Free-agent priorities lie elsewhere
Hill, one the league’s preeminent deep threats, has racked up 1,119 receiving yards and 11 touchdowns on the way to another Pro Bowl-type season. Jones has recorded a career-high 10 sacks in 2018. The Chiefs can franchise only one of them, potentially risking the other to break the bank on the open market as a free agent in 2020, so it would behoove them to sign one to a big-money extension as soon as they can (which is after the season).
What’s more, the Chiefs can also use that salary-cap space to add pieces to the league’s 31st–ranked defense, particularly trouble spots like corner, safety and defensive line, which could easily be their Achilles’ heel when January rolls around. And depending on what the club does with Justin Houston — who has four sacks this season, turns 30 in January and can free up $14 million in cap space with his release — you can also add edge rusher to that list.
So yes, expect running back to be low on the Chiefs’ list of free-agent priorities, though that doesn’t mean they won’t invest in the position this offseason. If anything, the Chiefs’ 40-33 win over Oakland on Sunday — in which they racked up 469 yards and Mahomes led them in rushing with 52 — showed that while Kansas City’s offense is still dangerous, it’s not as dynamic without one of the league’s best “make-you-miss” guys in Hunt, who has forced 54 missed tackles this year according to Football Outsiders, the second-highest in the league.
That’s why it’s reasonable to assume that Hunt’s absence is a long-term hole that will be filled through the 2019 NFL draft, where the Chiefs are slated to have four top-100 picks. It’s a sound strategy, considering the wear and tear of the position and the plethora of talented runners who go in the second and third rounds yearly.
Chiefs must figure out the present
The Chiefs, who lead the AFC with a 10-2 record, will have to figure out how to carry on their Super Bowl march without one of the game’s best young running backs.

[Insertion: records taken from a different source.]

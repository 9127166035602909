//! Error types for message decoding.

use thiserror::Error;

/// Result type for decode operations.
pub type DecodeResult<T> = Result<T, DecodeError>;

/// Errors that can occur while decoding a wire message.
///
/// Messages arrive from the network, so every decode step is fallible and
/// reports *which* field failed and *how*.
#[derive(Error, Debug, Clone, PartialEq, Eq)]
pub enum DecodeError {
    /// The input is not valid JSON.
    #[error("invalid JSON: {message}")]
    Syntax {
        /// Parser message.
        message: String,
    },

    /// A required field is absent.
    #[error("missing field `{field}` in {context}")]
    MissingField {
        /// Name of the missing field.
        field: String,
        /// Where the field was expected (e.g. `edits[1]`).
        context: String,
    },

    /// A field is present but has the wrong JSON type.
    #[error("field `{field}` in {context}: expected {expected}, found {found}")]
    WrongType {
        /// Name of the offending field.
        field: String,
        /// Where the field was found.
        context: String,
        /// Expected type.
        expected: &'static str,
        /// Actual JSON type.
        found: &'static str,
    },

    /// The structure is well-typed but not meaningful.
    #[error("malformed {context}: {message}")]
    Malformed {
        /// Where the problem was found.
        context: String,
        /// Description of the problem.
        message: String,
    },

    /// The `msgType` discriminator is not recognized.
    #[error("unknown message type: {0}")]
    UnknownMessageType(String),

    /// A diff names an operation this protocol does not define.
    #[error("unknown diff operation `{op}` in {context}")]
    UnknownOperation {
        /// The unrecognized operation name.
        op: String,
        /// Where the diff was found.
        context: String,
    },
}

impl DecodeError {
    /// Creates a missing field error.
    pub fn missing(field: impl Into<String>, context: impl Into<String>) -> Self {
        Self::MissingField {
            field: field.into(),
            context: context.into(),
        }
    }

    /// Creates a malformed structure error.
    pub fn malformed(context: impl Into<String>, message: impl Into<String>) -> Self {
        Self::Malformed {
            context: context.into(),
            message: message.into(),
        }
    }

    /// Returns the name of the field involved, if any.
    pub fn field(&self) -> Option<&str> {
        match self {
            DecodeError::MissingField { field, .. } | DecodeError::WrongType { field, .. } => {
                Some(field)
            }
            _ => None,
        }
    }
}

impl From<serde_json::Error> for DecodeError {
    fn from(err: serde_json::Error) -> Self {
        Self::Syntax {
            message: err.to_string(),
        }
    }
}

#[cfg(test)]
mod tests {
    use super::*;

    #[test]
    fn error_display() {
        let err = DecodeError::missing("checksum", "edits[0]");
        assert_eq!(err.to_string(), "missing field `checksum` in edits[0]");
        assert_eq!(err.field(), Some("checksum"));

        let err = DecodeError::UnknownMessageType("sideways".into());
        assert!(err.to_string().contains("sideways"));
        assert_eq!(err.field(), None);
    }

    #[test]
    fn syntax_from_serde() {
        let err: DecodeError = serde_json::from_str::<serde_json::Value>("{")
            .unwrap_err()
            .into();
        assert!(matches!(err, DecodeError::Syntax { .. }));
    }
}
//! Plain text synchronizer.
//!
//! Diffs are character based. A change is expressed as the removal of the
//! replaced span followed by the insertion of the new span, both addressed
//! as `/<char index>`. Removals carry the removed text so they can be
//! verified against the shadow and relocated in the live document.

use crate::error::{SyncError, SyncResult};
use crate::synchronizer::{checksum_bytes, ClientSynchronizer};
use diffsync_protocol::{Diff, Operation};

/// Synchronizer for `String` documents.
#[derive(Debug, Clone, Copy, Default)]
pub struct TextSynchronizer;

impl TextSynchronizer {
    /// Creates a text synchronizer.
    pub fn new() -> Self {
        Self
    }
}

fn parse_index(path: &str) -> SyncResult<usize> {
    path.strip_prefix('/')
        .and_then(|index| index.parse().ok())
        .ok_or_else(|| SyncError::patch(path, "expected a character index like \"/3\""))
}

fn required_value(diff: &Diff) -> SyncResult<Vec<char>> {
    diff.value
        .as_deref()
        .map(|v| v.chars().collect())
        .ok_or_else(|| SyncError::patch(&diff.path, format!("{} requires a value", diff.operation.as_str())))
}

fn matches_at(text: &[char], index: usize, expected: &[char]) -> bool {
    index
        .checked_add(expected.len())
        .and_then(|end| text.get(index..end))
        .is_some_and(|span| span == expected)
}

/// Finds the occurrence of `needle` whose start is closest to `near`.
fn find_nearest(text: &[char], needle: &[char], near: usize) -> Option<usize> {
    if needle.is_empty() || needle.len() > text.len() {
        return None;
    }
    (0..=text.len() - needle.len())
        .filter(|&start| matches_at(text, start, needle))
        .min_by_key(|&start| start.abs_diff(near))
}

impl ClientSynchronizer for TextSynchronizer {
    type Content = String;

    fn diff(&self, old: &String, new: &String) -> Vec<Diff> {
        let old: Vec<char> = old.chars().collect();
        let new: Vec<char> = new.chars().collect();

        let prefix = old.iter().zip(&new).take_while(|(a, b)| a == b).count();
        let max_suffix = old.len().min(new.len()) - prefix;
        let suffix = old
            .iter()
            .rev()
            .zip(new.iter().rev())
            .take(max_suffix)
            .take_while(|(a, b)| a == b)
            .count();

        let removed: String = old[prefix..old.len() - suffix].iter().collect();
        let inserted: String = new[prefix..new.len() - suffix].iter().collect();

        let path = format!("/{prefix}");
        let mut diffs = Vec::new();
        if !removed.is_empty() {
            diffs.push(Diff::remove(path.clone(), Some(removed)));
        }
        if !inserted.is_empty() {
            diffs.push(Diff::add(path, inserted));
        }
        diffs
    }

    fn apply(&self, diffs: &[Diff], content: &String) -> SyncResult<String> {
        let mut text: Vec<char> = content.chars().collect();

        for diff in diffs {
            match diff.operation {
                Operation::Add => {
                    let index = parse_index(&diff.path)?;
                    let value = required_value(diff)?;
                    if index > text.len() {
                        return Err(SyncError::patch(
                            &diff.path,
                            format!("index out of bounds (length {})", text.len()),
                        ));
                    }
                    text.splice(index..index, value);
                }
                Operation::Remove => {
                    let index = parse_index(&diff.path)?;
                    let value = required_value(diff)?;
                    if !matches_at(&text, index, &value) {
                        return Err(SyncError::patch(&diff.path, "removed text does not match"));
                    }
                    text.drain(index..index + value.len());
                }
                Operation::Replace if diff.path.is_empty() => {
                    text = required_value(diff)?;
                }
                Operation::Test => {
                    let value = required_value(diff)?;
                    let ok = if diff.path.is_empty() {
                        text == value
                    } else {
                        matches_at(&text, parse_index(&diff.path)?, &value)
                    };
                    if !ok {
                        return Err(SyncError::patch(&diff.path, "test failed"));
                    }
                }
                Operation::Replace => {
                    return Err(SyncError::patch(
                        &diff.path,
                        "replace is only supported on the whole text",
                    ));
                }
            }
        }

        Ok(text.into_iter().collect())
    }

    fn apply_fuzzy(&self, diffs: &[Diff], content: &String) -> String {
        let mut text: Vec<char> = content.chars().collect();
        // Displacement of the live text relative to the diff coordinates.
        let mut offset: isize = 0;

        for diff in diffs {
            let Ok(index) = parse_index(&diff.path) else {
                if diff.operation == Operation::Replace && diff.path.is_empty() {
                    if let Ok(value) = required_value(diff) {
                        text = value;
                        offset = 0;
                    }
                }
                continue;
            };
            let Ok(value) = required_value(diff) else {
                continue;
            };
            let shifted = index.saturating_add_signed(offset).min(text.len());

            match diff.operation {
                Operation::Add => {
                    text.splice(shifted..shifted, value);
                }
                Operation::Remove => {
                    if let Some(found) = find_nearest(&text, &value, shifted) {
                        offset += found as isize - shifted as isize;
                        text.drain(found..found + value.len());
                    } else {
                        tracing::debug!(path = %diff.path, "removed text not found in document");
                    }
                }
                Operation::Replace | Operation::Test => {}
            }
        }

        text.into_iter().collect()
    }

    fn checksum(&self, content: &String) -> String {
        checksum_bytes(content.as_bytes())
    }
}
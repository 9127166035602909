//! Benchmark utilities.

#![deny(unsafe_code)]
#![warn(missing_docs)]

use rand::Rng;
use serde_json::{json, Value};

/// Generates random lowercase text of `len` characters.
pub fn random_text(len: usize) -> String {
    let mut rng = rand::thread_rng();
    (0..len)
        .map(|_| char::from(rng.gen_range(b'a'..=b'z')))
        .collect()
}

/// Returns `text` with a short random span replaced somewhere in the middle.
pub fn mutate_text(text: &str) -> String {
    let mut rng = rand::thread_rng();
    let chars: Vec<char> = text.chars().collect();
    if chars.is_empty() {
        return random_text(4);
    }
    let start = rng.gen_range(0..chars.len());
    let end = (start + rng.gen_range(0..8)).min(chars.len());
    let mut out: String = chars[..start].iter().collect();
    out.push_str(&random_text(rng.gen_range(1..8)));
    out.extend(&chars[end..]);
    out
}

/// Generates a JSON object with `fields` members, some of them nested.
pub fn random_object(fields: usize) -> Value {
    let mut rng = rand::thread_rng();
    let map = (0..fields)
        .map(|i| {
            let value = match i % 3 {
                0 => json!(rng.gen_range(0..1000)),
                1 => json!(random_text(12)),
                _ => json!({ "tags": [random_text(4), random_text(4)], "score": rng.gen::<u8>() }),
            };
            (format!("field_{i}"), value)
        })
        .collect();
    Value::Object(map)
}

/// Returns `object` with roughly a tenth of its members changed.
pub fn mutate_object(object: &Value) -> Value {
    let mut rng = rand::thread_rng();
    let mut out = object.clone();
    if let Value::Object(map) = &mut out {
        for value in map.values_mut() {
            if rng.gen_ratio(1, 10) {
                *value = json!(random_text(6));
            }
        }
    }
    out
}
//! Database migrations

use rusqlite::Connection;

use crate::error::Result;

/// Current schema version
const CURRENT_VERSION: i32 = 3;

/// Run all pending migrations
pub fn run(conn: &Connection) -> Result<()> {
    let version = get_version(conn)?;

    if version < 1 {
        migrate_v1(conn)?;
    }
    if version < 2 {
        migrate_v2(conn)?;
    }
    if version < 3 {
        migrate_v3(conn)?;
    }

    Ok(())
}

/// Get the current schema version
fn get_version(conn: &Connection) -> Result<i32> {
    let exists: bool = conn.query_row(
        "SELECT EXISTS(SELECT 1 FROM sqlite_master WHERE type='table' AND name='schema_version')",
        [],
        |row| row.get(0),
    )?;
    if !exists {
        return Ok(0);
    }

    let version = conn.query_row(
        "SELECT COALESCE(MAX(version), 0) FROM schema_version",
        [],
        |row| row.get(0),
    )?;
    Ok(version)
}

/// Migration to version 1: queue, rules and optimistic state
fn migrate_v1(conn: &Connection) -> Result<()> {
    let tx = conn.unchecked_transaction()?;
    tx.execute_batch(
        "
        CREATE TABLE IF NOT EXISTS schema_version (
            version INTEGER PRIMARY KEY
        );

        CREATE TABLE IF NOT EXISTS queue_items (
            id TEXT PRIMARY KEY,
            entity_type TEXT NOT NULL,
            entity_id TEXT NOT NULL,
            action TEXT NOT NULL,
            payload TEXT NOT NULL,
            priority TEXT NOT NULL,
            priority_score INTEGER NOT NULL DEFAULT 0,
            priority_reason TEXT NOT NULL DEFAULT '',
            status TEXT NOT NULL,
            retry_count INTEGER NOT NULL DEFAULT 0,
            last_error TEXT,
            conflict_id TEXT,
            created_at INTEGER NOT NULL,
            updated_at INTEGER NOT NULL
        );
        CREATE INDEX IF NOT EXISTS idx_queue_items_order
            ON queue_items(priority_score DESC, created_at ASC);
        CREATE INDEX IF NOT EXISTS idx_queue_items_entity ON queue_items(entity_id);
        CREATE INDEX IF NOT EXISTS idx_queue_items_status ON queue_items(status);

        CREATE TABLE IF NOT EXISTS priority_rules (
            id TEXT PRIMARY KEY,
            name TEXT NOT NULL,
            entity_type TEXT NOT NULL,
            conditions TEXT NOT NULL,
            priority_modifier INTEGER NOT NULL,
            is_active INTEGER NOT NULL DEFAULT 1,
            created_by TEXT NOT NULL,
            created_at INTEGER NOT NULL
        );

        CREATE TABLE IF NOT EXISTS local_entities (
            entity_type TEXT NOT NULL,
            entity_id TEXT NOT NULL,
            data TEXT NOT NULL,
            sync_state TEXT NOT NULL,
            is_deleted INTEGER NOT NULL DEFAULT 0,
            updated_at INTEGER NOT NULL,
            PRIMARY KEY (entity_type, entity_id)
        );

        CREATE TABLE IF NOT EXISTS optimistic_updates (
            id TEXT PRIMARY KEY,
            entity_type TEXT NOT NULL,
            entity_id TEXT NOT NULL,
            operation TEXT NOT NULL,
            payload TEXT NOT NULL,
            previous_state TEXT,
            queue_item_id TEXT NOT NULL,
            status TEXT NOT NULL,
            retry_count INTEGER NOT NULL DEFAULT 0,
            last_error TEXT,
            created_at INTEGER NOT NULL,
            updated_at INTEGER NOT NULL
        );
        CREATE INDEX IF NOT EXISTS idx_updates_entity ON optimistic_updates(entity_id);
        CREATE INDEX IF NOT EXISTS idx_updates_queue_item ON optimistic_updates(queue_item_id);
        CREATE INDEX IF NOT EXISTS idx_updates_status ON optimistic_updates(status);

        INSERT OR IGNORE INTO schema_version (version) VALUES (1);
        ",
    )?;
    tx.commit()?;

    tracing::info!("Database migrated to version 1");
    Ok(())
}

/// Migration to version 2: conflicts and session history
fn migrate_v2(conn: &Connection) -> Result<()> {
    let tx = conn.unchecked_transaction()?;
    tx.execute_batch(
        "
        CREATE TABLE IF NOT EXISTS conflicts (
            id TEXT PRIMARY KEY,
            entity_id TEXT NOT NULL,
            entity_type TEXT NOT NULL,
            conflict_type TEXT NOT NULL,
            severity TEXT NOT NULL,
            severity_rank INTEGER NOT NULL,
            status TEXT NOT NULL,
            local_version TEXT NOT NULL,
            server_version TEXT NOT NULL,
            conflicting_fields TEXT NOT NULL,
            local_modified_at INTEGER,
            server_modified_at INTEGER,
            detected_at INTEGER NOT NULL,
            audit_trail TEXT NOT NULL,
            resolution TEXT
        );
        CREATE INDEX IF NOT EXISTS idx_conflicts_entity ON conflicts(entity_id);
        CREATE INDEX IF NOT EXISTS idx_conflicts_pending
            ON conflicts(status, severity_rank DESC, detected_at ASC);

        CREATE TABLE IF NOT EXISTS sync_sessions (
            id TEXT PRIMARY KEY,
            trigger_reason TEXT NOT NULL,
            started_at INTEGER NOT NULL,
            ended_at INTEGER,
            status TEXT NOT NULL,
            items_processed INTEGER NOT NULL DEFAULT 0,
            items_succeeded INTEGER NOT NULL DEFAULT 0,
            items_failed INTEGER NOT NULL DEFAULT 0,
            conflicts_detected INTEGER NOT NULL DEFAULT 0,
            bytes_synced INTEGER NOT NULL DEFAULT 0,
            errors TEXT NOT NULL DEFAULT '[]'
        );
        CREATE INDEX IF NOT EXISTS idx_sessions_started ON sync_sessions(started_at DESC);

        INSERT OR IGNORE INTO schema_version (version) VALUES (2);
        ",
    )?;
    tx.commit()?;

    tracing::info!("Database migrated to version 2");
    Ok(())
}

/// Migration to version 3: entity flags captured before each optimistic update
fn migrate_v3(conn: &Connection) -> Result<()> {
    let tx = conn.unchecked_transaction()?;
    tx.execute_batch(
        "
        ALTER TABLE optimistic_updates
            ADD COLUMN previous_deleted INTEGER NOT NULL DEFAULT 0;
        ALTER TABLE optimistic_updates ADD COLUMN previous_sync_state TEXT;
        ",
    )?;
    tx.execute(
        "INSERT OR IGNORE INTO schema_version (version) VALUES (?1)",
        [CURRENT_VERSION],
    )?;
    tx.commit()?;

    tracing::info!("Database migrated to version {CURRENT_VERSION}");
    Ok(())
}
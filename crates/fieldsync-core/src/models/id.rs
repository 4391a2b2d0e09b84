//! Record identifiers

/// Declare a UUID v7 (time-sortable) identifier newtype.
macro_rules! define_id {
    ($(#[$meta:meta])* $name:ident) => {
        $(#[$meta])*
        #[derive(
            Debug, Clone, Copy, PartialEq, Eq, Hash, PartialOrd, Ord,
            serde::Serialize, serde::Deserialize,
        )]
        #[serde(transparent)]
        pub struct $name(uuid::Uuid);

        impl $name {
            /// Create a new unique ID using UUID v7
            #[must_use]
            pub fn new() -> Self {
                Self(uuid::Uuid::now_v7())
            }

            /// Get the string representation of this ID
            #[must_use]
            pub fn as_str(&self) -> String {
                self.0.to_string()
            }
        }

        impl Default for $name {
            fn default() -> Self {
                Self::new()
            }
        }

        impl std::fmt::Display for $name {
            fn fmt(&self, f: &mut std::fmt::Formatter<'_>) -> std::fmt::Result {
                write!(f, "{}", self.0)
            }
        }

        impl std::str::FromStr for $name {
            type Err = uuid::Error;

            fn from_str(s: &str) -> Result<Self, Self::Err> {
                Ok(Self(uuid::Uuid::parse_str(s.trim())?))
            }
        }
    };
}

/// Give a fieldless enum a stable text form shared by serde, storage and display.
macro_rules! text_enum {
    ($name:ident { $($variant:ident => $text:literal),+ $(,)? }) => {
        impl $name {
            /// Stable text form used for storage
            pub const fn as_str(self) -> &'static str {
                match self {
                    $(Self::$variant => $text),+
                }
            }
        }

        impl std::fmt::Display for $name {
            fn fmt(&self, f: &mut std::fmt::Formatter<'_>) -> std::fmt::Result {
                f.write_str(self.as_str())
            }
        }

        impl std::str::FromStr for $name {
            type Err = String;

            fn from_str(s: &str) -> Result<Self, Self::Err> {
                let normalized = s.trim().to_ascii_uppercase().replace('-', "_");
                match normalized.as_str() {
                    $($text => Ok(Self::$variant),)+
                    other => Err(format!(
                        "unknown {} value '{other}'",
                        stringify!($name)
                    )),
                }
            }
        }
    };
}

pub(crate) use define_id;
pub(crate) use text_enum;

define_id!(
    /// Identifier of a queued mutation
    QueueItemId
);
define_id!(
    /// Identifier of a detected conflict
    ConflictId
);
define_id!(
    /// Identifier of an optimistic update
    UpdateId
);
define_id!(
    /// Identifier of a priority rule
    RuleId
);
define_id!(
    /// Identifier of a sync session
    SessionId
);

Ware, who started Sunday, finished with 47 yards and a touchdown on 14 carries but didn’t have the same juice Hunt did. His backup, Damien Williams, is regarded as a quality third-down back, while the third man on the depth chart, rookie Darrel Williams, showed some flashes in the preseason.
As such, the Chiefs are expected to sign Charcandrick West after a workout on Monday, sources told Yahoo Sports, provided he passes a physical. The move is believed to be for precautionary reasons, as the club doesn’t have a practice squad runner to call up in case of injury, and the Chiefs will give those four opportunities to help them win without Hunt before addressing the situation from a more long-term perspective this offseason.
And chances are, if Reid found a way to do it after the Jamaal Charles injury in 2015 — with a quarterback (Alex Smith) who was not nearly as dynamic as Mahomes, an MVP candidate — it’s hard to imagine him losing that same touch in 2018.